Mel shook her father’s hand and said yes, ma’am and no, sir to her parents’ questions.

He bolted the pie and gulped down the tea.

“Thank you. That was nice.” At last, after a stilted half hour in the Ector parlor (“ What do you like to do besides play football, Mel? ”), her father released them, saying, “Well, we should let you two get on with your evening.”

“Thanks for doing that,” George said after they’d made their escape.

“Oh, sure. It was nice,” said Mel. “Your parents are nice.” He sounded surprised. George wondered if he might suggest she meet his parents, too, but he didn’t.

She and Helen ran into Mrs. Carson, Mel’s mother, in Woolworth’s the next week. George was hunting a replacement for the depleted red lipstick, and Helen was spritzing herself with the cologne sampler when Mrs. Carson approached the cosmetics counter.

“Hello, Helen,” she said.

“Hello, Mrs. Carson,” said Helen. Helen’s and Mel’s mothers were second or third cousins, which meant Mel and Helen were distantly related. “So distantly it doesn’t really count,” emphasized Helen. George supposed that was why Mrs. Carson greeted Helen first.

“How is your mother doing these days?”

“She’s just fine, thank you, ma’am. This is my friend, Georgeanne Ector. She’s Mel’s—” But Mrs. Carson’s gaze locked on to Helen in a way that erased George entirely.

“And your brother? I heard he had scarlet fever.”

“Oh, he’s fully recovered. I’ll tell him you asked. This is—”

“No loss of eyesight?”

“Not that we’ve noticed.”

“Well, I’m relieved to hear it. I’ll say a prayer for him.”

“Thank you, ma’am,” said Helen as Mrs. Carson walked away.

“That was rude!” Helen whispered to George once the woman was out of earshot.

“Maybe she was in a hurry,” said George, eager to find a reason beyond herself for being rendered invisible.

“Maybe,” said Helen. But there was that doubtful tone again.

That night on the way to the lake, George told Mel she’d seen his mother at Woolworth’s.

“Yeah. She mentioned that.”

“Oh. It seemed like she didn’t really notice me.”

“How could anyone not notice you?” He slid toward her on the seat.

“Maybe you should introduce me to your folks soon,” suggested George.

“Okay, that sounds nice.”

Then they stopped talking and necked until it was time to drive George back home.

On the drive, she told him the news she’d been saving. “I got my private pilot’s license! That means I can fly with passengers. I could take you up sometime.”

“Oh, I don’t know.”

“It’s really fun. I’d love to take you.”

“Well, that sounds nice. I guess.”

His lack of enthusiasm left her deflated. Besides Stu and her parents, no one seemed excited for her.
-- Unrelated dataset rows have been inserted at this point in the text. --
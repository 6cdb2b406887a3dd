//! Schemas, views, sequences, extensions, languages, rules, triggers,
//! event triggers and policies.

use serde::{Deserialize, Serialize};

use super::{AclEntry, SchemaEntity};
use crate::ident::StableId;

#[derive(Debug, Clone, PartialEq, Serialize, Deserialize)]
pub struct SchemaDef {
    pub name: String,
    pub owner: String,
    #[serde(default)]
    pub comment: Option<String>,
    #[serde(default)]
    pub privileges: Vec<AclEntry>,
}

impl SchemaEntity for SchemaDef {
    fn stable_id(&self) -> StableId {
        StableId::schema(&self.name)
    }
}

#[derive(Debug, Clone, PartialEq, Serialize, Deserialize)]
pub struct View {
    pub schema: String,
    pub name: String,
    pub owner: String,
    /// Body after `AS`, as `pg_get_viewdef` prints it.
    pub definition: String,
    /// `WITH (…)` options as `key=value` strings.
    #[serde(default)]
    pub options: Vec<String>,
    #[serde(default)]
    pub check_option: Option<String>,
    #[serde(default)]
    pub comment: Option<String>,
    #[serde(default)]
    pub privileges: Vec<AclEntry>,
}

impl SchemaEntity for View {
    fn stable_id(&self) -> StableId {
        StableId::view(&self.schema, &self.name)
    }
}

#[derive(Debug, Clone, PartialEq, Serialize, Deserialize)]
pub struct Sequence {
    pub schema: String,
    pub name: String,
    pub owner: String,
    pub data_type: String,
    pub start: i64,
    pub min_value: i64,
    pub max_value: i64,
    pub increment: i64,
    #[serde(default)]
    pub cycle: bool,
    pub cache: i64,
    /// `schema.table.column` when the sequence is owned by a column.
    #[serde(default)]
    pub owned_by: Option<String>,
    #[serde(default)]
    pub comment: Option<String>,
    #[serde(default)]
    pub privileges: Vec<AclEntry>,
}

impl SchemaEntity for Sequence {
    fn stable_id(&self) -> StableId {
        StableId::sequence(&self.schema, &self.name)
    }
}

#[derive(Debug, Clone, PartialEq, Serialize, Deserialize)]
pub struct Extension {
    pub name: String,
    #[serde(default)]
    pub schema: Option<String>,
    #[serde(default)]
    pub version: Option<String>,
    #[serde(default)]
    pub comment: Option<String>,
}

impl SchemaEntity for Extension {
    fn stable_id(&self) -> StableId {
        StableId::extension(&self.name)
    }
}

#[derive(Debug, Clone, PartialEq, Serialize, Deserialize)]
pub struct Language {
    pub name: String,
    pub owner: String,
    #[serde(default)]
    pub trusted: bool,
    #[serde(default)]
    pub comment: Option<String>,
}

impl SchemaEntity for Language {
    fn stable_id(&self) -> StableId {
        StableId::language(&self.name)
    }
}

#[derive(Debug, Clone, PartialEq, Serialize, Deserialize)]
pub struct Rule {
    pub schema: String,
    pub table: String,
    pub name: String,
    /// Complete `CREATE RULE …` statement as the server prints it.
    pub definition: String,
    #[serde(default)]
    pub comment: Option<String>,
}

impl SchemaEntity for Rule {
    fn stable_id(&self) -> StableId {
        StableId::rule(&self.schema, &self.table, &self.name)
    }
}

#[derive(Debug, Clone, PartialEq, Serialize, Deserialize)]
pub struct Trigger {
    pub schema: String,
    pub table: String,
    pub name: String,
    /// Complete `CREATE TRIGGER …` statement as `pg_get_triggerdef` prints it.
    pub definition: String,
    /// The routine the trigger executes, for dependency tracking.
    #[serde(default)]
    pub function_schema: Option<String>,
    #[serde(default)]
    pub function_name: Option<String>,
    #[serde(default)]
    pub comment: Option<String>,
}

impl SchemaEntity for Trigger {
    fn stable_id(&self) -> StableId {
        StableId::trigger(&self.schema, &self.table, &self.name)
    }
}

#[derive(Debug, Clone, PartialEq, Serialize, Deserialize)]
pub struct EventTrigger {
    pub name: String,
    pub owner: String,
    /// `ddl_command_start`, `ddl_command_end`, `table_rewrite` or `sql_drop`.
    pub event: String,
    #[serde(default)]
    pub tags: Vec<String>,
    pub function_schema: String,
    pub function_name: String,
    #[serde(default = "super::objects::enabled_default")]
    pub enabled: bool,
    #[serde(default)]
    pub comment: Option<String>,
}

pub(crate) fn enabled_default() -> bool {
    true
}

impl SchemaEntity for EventTrigger {
    fn stable_id(&self) -> StableId {
        StableId::event_trigger(&self.name)
    }
}

#[derive(Debug, Clone, PartialEq, Serialize, Deserialize)]
pub struct Policy {
    pub schema: String,
    pub table: String,
    pub name: String,
    /// `ALL`, `SELECT`, `INSERT`, `UPDATE` or `DELETE`.
    pub command: String,
    #[serde(default = "super::objects::enabled_default")]
    pub permissive: bool,
    #[serde(default)]
    pub roles: Vec<String>,
    #[serde(default)]
    pub using_expr: Option<String>,
    #[serde(default)]
    pub check_expr: Option<String>,
    #[serde(default)]
    pub comment: Option<String>,
}

impl SchemaEntity for Policy {
    fn stable_id(&self) -> StableId {
        StableId::policy(&self.schema, &self.table, &self.name)
    }
}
Helen certainly wasn’t interested in going up in George’s plane. “No offense, Georgeanne, but I’d prefer to keep my feet on solid ground.” Evidently Mel felt the same.

“Hey, George,” he said. She turned toward him in surprise. Mel never initiated conversation. “How long do you plan to keep flying?”

“What do you mean?”

“Well, now that you’ve gotten your license, you’ve shown everyone you know how to fly. So I thought, well, maybe you’d gotten it out of your system.”

“Gotten it out of my system?”

“I mean, you’ll have to stop someday. You can’t fly once you get married. Or ... engaged.”

It wasn’t okay to get angry at a boy unless he did something terrible, like kissing another girl.

Otherwise, a girl was supposed to smile, say something bland, and smooth over any rough patches in the conversation.

No one had ever explained this to her, but deep inside she knew this was how it worked.

Mel must have known it worked that way too.

His smug tone and expression declared his confidence that she’d agree with anything he said.

Because that’s what she was supposed to do.

Her heart pounded. Heat flooded her face.

All the “supposed tos” inside her dissolved in the acid of her anger.

“Then I’ll never get married. Or engaged. ”

He looked stunned. “Yeah. I guess not.”